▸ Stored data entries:
• • • • •

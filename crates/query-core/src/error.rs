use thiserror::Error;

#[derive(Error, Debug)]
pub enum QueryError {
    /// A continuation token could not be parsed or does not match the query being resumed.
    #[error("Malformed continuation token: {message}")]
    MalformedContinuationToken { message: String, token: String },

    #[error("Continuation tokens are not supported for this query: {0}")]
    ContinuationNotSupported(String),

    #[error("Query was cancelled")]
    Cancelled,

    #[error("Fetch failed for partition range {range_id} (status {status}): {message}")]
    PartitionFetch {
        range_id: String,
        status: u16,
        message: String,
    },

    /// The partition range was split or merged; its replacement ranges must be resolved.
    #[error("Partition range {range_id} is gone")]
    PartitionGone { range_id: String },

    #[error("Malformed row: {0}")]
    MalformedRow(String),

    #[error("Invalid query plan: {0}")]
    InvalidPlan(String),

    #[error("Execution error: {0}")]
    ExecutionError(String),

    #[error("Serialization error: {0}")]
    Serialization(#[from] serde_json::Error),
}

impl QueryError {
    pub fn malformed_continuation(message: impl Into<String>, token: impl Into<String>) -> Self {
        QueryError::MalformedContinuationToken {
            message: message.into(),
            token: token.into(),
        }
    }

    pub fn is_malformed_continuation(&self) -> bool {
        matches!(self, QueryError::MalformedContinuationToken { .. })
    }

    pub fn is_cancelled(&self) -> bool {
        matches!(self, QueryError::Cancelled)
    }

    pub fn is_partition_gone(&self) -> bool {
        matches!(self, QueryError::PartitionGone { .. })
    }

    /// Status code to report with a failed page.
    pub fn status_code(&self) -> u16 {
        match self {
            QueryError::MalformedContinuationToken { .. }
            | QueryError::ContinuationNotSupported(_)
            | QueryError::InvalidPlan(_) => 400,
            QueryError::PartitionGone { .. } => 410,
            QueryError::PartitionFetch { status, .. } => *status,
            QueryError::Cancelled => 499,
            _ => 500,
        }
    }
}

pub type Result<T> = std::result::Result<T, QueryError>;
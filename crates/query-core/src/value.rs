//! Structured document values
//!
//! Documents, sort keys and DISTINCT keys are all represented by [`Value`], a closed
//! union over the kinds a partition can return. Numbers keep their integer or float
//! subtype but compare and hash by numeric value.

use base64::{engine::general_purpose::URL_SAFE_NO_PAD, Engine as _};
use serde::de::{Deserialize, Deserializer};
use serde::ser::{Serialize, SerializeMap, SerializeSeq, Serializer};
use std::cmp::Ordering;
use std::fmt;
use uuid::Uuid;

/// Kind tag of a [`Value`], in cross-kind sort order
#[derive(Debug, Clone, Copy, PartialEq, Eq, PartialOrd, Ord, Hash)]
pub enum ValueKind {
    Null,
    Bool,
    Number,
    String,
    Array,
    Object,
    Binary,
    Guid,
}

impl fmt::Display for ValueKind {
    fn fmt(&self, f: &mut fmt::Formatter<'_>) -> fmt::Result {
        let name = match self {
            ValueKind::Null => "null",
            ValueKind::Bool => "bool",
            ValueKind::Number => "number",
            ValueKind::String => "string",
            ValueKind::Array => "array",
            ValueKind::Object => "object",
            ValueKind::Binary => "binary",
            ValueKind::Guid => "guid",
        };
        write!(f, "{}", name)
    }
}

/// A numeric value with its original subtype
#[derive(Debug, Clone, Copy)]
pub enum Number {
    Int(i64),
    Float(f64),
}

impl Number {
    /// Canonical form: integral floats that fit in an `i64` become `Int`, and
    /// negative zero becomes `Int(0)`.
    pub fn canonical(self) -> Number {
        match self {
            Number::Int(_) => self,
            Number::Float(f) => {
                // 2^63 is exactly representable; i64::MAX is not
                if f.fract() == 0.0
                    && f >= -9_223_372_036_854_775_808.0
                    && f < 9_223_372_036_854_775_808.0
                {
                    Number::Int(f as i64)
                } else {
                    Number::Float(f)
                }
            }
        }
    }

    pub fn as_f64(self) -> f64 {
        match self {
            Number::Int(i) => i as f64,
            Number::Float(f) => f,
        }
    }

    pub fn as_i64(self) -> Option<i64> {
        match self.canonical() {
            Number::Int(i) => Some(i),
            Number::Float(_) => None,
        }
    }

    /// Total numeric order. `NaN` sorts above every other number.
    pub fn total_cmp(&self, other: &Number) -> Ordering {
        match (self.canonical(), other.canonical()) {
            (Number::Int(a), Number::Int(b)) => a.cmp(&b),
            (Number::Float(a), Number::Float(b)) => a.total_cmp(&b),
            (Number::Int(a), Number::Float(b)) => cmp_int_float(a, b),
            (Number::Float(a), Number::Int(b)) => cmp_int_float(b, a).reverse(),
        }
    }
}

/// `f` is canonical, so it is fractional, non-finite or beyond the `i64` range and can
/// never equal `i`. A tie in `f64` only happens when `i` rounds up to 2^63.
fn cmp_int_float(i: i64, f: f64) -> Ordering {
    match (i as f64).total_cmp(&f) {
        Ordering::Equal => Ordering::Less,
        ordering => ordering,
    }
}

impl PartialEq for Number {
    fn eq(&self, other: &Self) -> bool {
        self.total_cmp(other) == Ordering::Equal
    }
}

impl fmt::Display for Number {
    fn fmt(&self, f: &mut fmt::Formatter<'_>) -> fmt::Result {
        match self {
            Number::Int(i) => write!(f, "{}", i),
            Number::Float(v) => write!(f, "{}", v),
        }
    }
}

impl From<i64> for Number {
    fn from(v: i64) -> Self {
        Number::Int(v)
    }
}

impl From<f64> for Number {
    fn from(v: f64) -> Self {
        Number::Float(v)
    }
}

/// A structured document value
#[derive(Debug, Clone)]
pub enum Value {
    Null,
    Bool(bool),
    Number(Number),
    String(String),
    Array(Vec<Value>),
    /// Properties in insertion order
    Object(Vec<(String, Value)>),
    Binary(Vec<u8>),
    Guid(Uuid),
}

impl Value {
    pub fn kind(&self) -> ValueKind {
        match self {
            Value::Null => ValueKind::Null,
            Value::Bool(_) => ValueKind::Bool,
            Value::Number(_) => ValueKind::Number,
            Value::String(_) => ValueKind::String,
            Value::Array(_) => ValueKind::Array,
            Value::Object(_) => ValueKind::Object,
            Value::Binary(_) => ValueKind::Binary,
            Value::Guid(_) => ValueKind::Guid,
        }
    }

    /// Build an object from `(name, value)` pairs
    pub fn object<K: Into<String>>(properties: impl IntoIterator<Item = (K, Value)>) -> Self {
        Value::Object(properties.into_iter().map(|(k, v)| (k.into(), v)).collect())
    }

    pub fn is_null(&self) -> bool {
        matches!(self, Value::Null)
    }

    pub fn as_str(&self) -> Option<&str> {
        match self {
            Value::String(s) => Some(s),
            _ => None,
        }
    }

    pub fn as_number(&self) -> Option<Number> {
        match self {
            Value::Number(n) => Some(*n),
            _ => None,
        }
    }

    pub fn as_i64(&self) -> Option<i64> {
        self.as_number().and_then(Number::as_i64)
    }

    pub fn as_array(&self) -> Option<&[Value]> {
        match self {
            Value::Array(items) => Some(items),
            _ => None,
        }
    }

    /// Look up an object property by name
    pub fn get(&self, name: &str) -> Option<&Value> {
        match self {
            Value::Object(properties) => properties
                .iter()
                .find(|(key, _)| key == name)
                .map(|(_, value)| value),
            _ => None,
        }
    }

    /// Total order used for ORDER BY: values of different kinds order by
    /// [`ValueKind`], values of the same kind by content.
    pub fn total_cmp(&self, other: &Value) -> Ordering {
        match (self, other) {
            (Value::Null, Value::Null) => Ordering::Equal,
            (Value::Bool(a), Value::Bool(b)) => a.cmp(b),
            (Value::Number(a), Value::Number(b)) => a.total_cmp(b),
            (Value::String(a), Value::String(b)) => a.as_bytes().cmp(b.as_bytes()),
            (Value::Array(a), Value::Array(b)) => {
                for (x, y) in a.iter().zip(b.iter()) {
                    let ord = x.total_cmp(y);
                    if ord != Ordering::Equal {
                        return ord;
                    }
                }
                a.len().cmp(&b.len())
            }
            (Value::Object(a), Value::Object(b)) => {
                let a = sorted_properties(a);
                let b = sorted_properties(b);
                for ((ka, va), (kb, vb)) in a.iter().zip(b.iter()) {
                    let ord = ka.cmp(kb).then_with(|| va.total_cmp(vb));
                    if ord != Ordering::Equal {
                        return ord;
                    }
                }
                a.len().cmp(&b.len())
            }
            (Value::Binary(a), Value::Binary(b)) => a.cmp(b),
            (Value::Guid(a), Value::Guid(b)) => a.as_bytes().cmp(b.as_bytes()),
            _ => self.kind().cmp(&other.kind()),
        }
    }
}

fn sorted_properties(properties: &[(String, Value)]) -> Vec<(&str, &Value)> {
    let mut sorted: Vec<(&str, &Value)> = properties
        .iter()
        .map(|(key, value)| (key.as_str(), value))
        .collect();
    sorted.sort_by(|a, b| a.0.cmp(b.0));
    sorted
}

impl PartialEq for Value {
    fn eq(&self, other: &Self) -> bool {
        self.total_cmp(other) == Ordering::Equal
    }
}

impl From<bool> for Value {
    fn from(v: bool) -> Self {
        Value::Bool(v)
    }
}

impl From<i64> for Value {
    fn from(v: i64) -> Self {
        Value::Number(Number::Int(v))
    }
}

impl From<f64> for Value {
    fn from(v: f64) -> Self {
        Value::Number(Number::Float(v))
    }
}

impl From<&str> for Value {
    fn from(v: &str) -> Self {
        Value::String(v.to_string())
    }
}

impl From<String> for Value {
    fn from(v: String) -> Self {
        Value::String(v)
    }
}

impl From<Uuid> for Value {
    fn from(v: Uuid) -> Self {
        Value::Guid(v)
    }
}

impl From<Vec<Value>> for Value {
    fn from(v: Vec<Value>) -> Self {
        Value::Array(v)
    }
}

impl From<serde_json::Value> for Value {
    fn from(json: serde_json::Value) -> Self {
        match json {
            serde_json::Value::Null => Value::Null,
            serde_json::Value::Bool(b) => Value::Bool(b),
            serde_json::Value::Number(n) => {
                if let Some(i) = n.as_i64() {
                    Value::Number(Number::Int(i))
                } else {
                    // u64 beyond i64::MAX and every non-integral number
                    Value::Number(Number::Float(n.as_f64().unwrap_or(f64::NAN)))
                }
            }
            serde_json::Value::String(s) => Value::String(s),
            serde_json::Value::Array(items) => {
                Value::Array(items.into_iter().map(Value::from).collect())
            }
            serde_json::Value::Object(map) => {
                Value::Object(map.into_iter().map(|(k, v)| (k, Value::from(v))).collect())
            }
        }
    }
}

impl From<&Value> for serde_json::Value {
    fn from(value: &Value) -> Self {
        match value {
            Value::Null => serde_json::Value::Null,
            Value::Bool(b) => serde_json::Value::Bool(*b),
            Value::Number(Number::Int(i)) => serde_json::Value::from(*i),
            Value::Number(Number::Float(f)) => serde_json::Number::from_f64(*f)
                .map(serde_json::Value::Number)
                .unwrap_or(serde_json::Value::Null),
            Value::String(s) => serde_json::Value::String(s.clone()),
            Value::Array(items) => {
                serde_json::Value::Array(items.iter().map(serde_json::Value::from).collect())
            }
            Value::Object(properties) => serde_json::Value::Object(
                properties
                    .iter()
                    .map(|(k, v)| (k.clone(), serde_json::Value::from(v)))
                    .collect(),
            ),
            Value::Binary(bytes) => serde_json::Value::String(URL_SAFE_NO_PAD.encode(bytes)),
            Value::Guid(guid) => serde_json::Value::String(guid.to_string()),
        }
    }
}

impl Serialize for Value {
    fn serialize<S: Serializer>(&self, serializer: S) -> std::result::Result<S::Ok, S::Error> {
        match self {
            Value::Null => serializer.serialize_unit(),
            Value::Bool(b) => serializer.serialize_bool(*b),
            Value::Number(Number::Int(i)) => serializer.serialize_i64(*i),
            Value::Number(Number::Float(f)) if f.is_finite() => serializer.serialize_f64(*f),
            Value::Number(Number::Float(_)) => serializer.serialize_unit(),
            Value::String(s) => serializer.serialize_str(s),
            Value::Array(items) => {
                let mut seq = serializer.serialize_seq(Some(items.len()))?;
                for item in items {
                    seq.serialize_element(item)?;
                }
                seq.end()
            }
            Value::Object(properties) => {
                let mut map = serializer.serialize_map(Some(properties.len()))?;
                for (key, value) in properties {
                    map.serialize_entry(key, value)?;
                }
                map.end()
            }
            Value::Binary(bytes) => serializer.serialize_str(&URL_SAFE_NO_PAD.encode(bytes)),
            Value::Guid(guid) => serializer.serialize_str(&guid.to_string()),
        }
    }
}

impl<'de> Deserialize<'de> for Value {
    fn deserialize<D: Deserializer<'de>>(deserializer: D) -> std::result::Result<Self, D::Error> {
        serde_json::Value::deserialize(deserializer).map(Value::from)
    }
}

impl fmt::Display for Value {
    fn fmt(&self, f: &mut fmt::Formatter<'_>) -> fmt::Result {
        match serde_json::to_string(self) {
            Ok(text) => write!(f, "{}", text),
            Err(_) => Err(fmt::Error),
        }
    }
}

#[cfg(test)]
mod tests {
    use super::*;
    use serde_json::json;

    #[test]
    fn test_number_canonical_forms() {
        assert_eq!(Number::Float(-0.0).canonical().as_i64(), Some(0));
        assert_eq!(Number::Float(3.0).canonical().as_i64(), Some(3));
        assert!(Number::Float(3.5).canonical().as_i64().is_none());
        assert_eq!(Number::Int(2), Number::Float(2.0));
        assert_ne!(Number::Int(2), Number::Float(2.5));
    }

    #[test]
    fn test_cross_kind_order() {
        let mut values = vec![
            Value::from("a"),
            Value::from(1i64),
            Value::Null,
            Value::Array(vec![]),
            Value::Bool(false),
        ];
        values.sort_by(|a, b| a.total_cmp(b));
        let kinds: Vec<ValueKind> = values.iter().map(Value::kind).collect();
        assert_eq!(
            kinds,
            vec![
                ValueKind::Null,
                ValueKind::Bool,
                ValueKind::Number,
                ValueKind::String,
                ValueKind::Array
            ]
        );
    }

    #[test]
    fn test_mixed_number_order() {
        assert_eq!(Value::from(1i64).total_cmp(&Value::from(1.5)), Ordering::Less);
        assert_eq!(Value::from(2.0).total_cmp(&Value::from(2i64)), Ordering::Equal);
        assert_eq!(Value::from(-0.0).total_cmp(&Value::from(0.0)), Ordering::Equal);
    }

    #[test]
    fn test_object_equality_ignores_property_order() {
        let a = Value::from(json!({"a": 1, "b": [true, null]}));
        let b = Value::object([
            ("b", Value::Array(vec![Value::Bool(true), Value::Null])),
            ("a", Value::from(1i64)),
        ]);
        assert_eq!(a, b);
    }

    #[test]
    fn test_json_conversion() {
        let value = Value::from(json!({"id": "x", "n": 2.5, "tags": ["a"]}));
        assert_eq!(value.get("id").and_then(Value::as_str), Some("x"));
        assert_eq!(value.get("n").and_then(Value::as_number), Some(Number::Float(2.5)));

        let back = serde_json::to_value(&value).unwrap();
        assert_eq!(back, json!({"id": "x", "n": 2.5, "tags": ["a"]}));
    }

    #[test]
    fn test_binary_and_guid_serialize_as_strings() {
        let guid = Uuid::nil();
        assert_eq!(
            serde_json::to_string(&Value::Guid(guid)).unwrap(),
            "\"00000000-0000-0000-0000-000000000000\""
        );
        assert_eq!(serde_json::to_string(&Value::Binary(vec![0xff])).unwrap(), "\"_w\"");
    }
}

• • • • •

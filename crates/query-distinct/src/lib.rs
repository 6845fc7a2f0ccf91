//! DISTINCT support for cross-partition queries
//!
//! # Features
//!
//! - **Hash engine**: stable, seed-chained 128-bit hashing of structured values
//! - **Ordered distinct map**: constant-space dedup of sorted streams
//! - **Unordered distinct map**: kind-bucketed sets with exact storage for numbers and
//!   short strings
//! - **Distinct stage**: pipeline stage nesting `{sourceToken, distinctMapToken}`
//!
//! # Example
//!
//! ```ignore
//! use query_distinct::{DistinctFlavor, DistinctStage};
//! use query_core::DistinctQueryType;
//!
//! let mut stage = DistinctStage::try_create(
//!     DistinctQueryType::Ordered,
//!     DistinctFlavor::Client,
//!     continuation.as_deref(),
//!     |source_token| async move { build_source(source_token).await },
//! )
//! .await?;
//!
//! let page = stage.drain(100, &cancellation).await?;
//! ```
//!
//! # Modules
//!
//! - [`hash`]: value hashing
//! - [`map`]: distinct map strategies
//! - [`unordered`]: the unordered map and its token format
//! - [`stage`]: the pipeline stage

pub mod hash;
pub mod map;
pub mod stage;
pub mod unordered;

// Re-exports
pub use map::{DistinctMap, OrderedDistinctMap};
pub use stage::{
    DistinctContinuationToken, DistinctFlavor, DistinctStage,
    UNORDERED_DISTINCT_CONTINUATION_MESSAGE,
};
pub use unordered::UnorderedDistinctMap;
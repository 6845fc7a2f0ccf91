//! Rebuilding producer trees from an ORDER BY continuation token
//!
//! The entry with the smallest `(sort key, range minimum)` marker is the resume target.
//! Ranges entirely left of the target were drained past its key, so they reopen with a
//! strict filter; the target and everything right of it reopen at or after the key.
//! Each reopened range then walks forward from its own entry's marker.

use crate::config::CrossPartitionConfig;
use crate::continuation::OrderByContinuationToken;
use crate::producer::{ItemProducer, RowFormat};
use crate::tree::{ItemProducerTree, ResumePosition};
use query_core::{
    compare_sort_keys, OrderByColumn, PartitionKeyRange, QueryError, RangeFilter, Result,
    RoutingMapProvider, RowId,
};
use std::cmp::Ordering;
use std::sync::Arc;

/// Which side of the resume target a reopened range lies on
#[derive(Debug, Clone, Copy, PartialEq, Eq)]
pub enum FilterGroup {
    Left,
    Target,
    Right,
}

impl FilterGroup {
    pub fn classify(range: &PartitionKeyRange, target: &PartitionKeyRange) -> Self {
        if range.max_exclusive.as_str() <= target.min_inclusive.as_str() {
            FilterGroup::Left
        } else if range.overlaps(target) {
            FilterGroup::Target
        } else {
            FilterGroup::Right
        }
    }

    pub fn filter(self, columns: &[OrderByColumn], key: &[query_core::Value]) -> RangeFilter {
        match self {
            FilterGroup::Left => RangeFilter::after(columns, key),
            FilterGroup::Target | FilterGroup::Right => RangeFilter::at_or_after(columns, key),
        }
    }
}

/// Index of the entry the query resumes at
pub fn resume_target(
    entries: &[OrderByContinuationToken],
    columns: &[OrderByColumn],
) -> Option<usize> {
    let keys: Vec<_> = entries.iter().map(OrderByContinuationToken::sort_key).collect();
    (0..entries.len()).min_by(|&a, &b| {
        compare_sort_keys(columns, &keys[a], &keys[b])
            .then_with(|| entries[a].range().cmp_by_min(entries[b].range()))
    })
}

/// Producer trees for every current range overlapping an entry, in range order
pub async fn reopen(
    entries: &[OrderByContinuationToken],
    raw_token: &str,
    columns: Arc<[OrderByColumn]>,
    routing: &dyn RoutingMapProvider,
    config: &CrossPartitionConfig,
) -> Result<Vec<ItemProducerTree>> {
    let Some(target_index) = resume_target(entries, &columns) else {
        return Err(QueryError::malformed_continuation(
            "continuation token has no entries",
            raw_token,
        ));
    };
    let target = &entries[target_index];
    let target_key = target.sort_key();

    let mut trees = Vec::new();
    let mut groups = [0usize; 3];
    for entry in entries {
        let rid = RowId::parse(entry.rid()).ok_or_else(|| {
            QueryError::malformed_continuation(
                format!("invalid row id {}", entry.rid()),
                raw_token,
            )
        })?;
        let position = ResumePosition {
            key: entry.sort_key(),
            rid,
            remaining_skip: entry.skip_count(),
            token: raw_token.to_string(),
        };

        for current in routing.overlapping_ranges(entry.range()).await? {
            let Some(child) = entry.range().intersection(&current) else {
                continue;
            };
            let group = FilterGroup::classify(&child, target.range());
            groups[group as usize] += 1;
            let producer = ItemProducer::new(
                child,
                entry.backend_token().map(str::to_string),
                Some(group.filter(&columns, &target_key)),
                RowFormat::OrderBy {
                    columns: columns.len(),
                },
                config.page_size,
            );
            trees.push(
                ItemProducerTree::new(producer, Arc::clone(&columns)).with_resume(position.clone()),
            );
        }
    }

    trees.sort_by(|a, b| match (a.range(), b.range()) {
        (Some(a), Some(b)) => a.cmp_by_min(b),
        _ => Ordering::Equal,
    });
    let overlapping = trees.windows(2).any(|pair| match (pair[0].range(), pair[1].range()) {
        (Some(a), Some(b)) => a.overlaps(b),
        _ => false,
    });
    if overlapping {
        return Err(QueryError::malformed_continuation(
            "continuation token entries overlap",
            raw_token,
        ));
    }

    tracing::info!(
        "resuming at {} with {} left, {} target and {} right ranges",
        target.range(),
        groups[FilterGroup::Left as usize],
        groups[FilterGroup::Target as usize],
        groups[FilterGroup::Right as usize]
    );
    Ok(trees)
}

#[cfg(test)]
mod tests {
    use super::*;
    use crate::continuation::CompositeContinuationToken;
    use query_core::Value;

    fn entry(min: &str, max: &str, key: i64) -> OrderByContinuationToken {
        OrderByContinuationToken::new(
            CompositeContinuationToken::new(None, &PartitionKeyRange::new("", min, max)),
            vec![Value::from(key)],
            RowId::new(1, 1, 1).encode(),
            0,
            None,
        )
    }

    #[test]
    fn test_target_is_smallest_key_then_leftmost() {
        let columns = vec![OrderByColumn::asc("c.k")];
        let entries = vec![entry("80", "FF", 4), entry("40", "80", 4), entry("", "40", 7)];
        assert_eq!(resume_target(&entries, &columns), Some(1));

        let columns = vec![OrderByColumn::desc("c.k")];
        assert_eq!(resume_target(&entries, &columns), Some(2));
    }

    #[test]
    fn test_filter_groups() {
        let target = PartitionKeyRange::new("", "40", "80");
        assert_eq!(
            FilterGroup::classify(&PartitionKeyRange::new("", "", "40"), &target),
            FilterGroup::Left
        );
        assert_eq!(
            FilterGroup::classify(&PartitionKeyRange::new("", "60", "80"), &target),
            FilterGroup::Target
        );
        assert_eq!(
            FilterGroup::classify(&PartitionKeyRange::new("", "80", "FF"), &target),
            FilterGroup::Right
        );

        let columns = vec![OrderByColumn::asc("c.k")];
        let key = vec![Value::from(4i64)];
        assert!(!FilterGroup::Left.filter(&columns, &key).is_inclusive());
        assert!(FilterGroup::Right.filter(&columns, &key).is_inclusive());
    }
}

• • • • •

▸ What you should do:
Which lines above carry the string "PartialEq"? Copy those lines.

▸ Your response:
#[derive(Debug, Clone, Copy, PartialEq, Eq, PartialOrd, Ord, Hash)]
impl PartialEq for Number {
impl PartialEq for Value {
#[derive(Debug, Clone, Copy, PartialEq, Eq)]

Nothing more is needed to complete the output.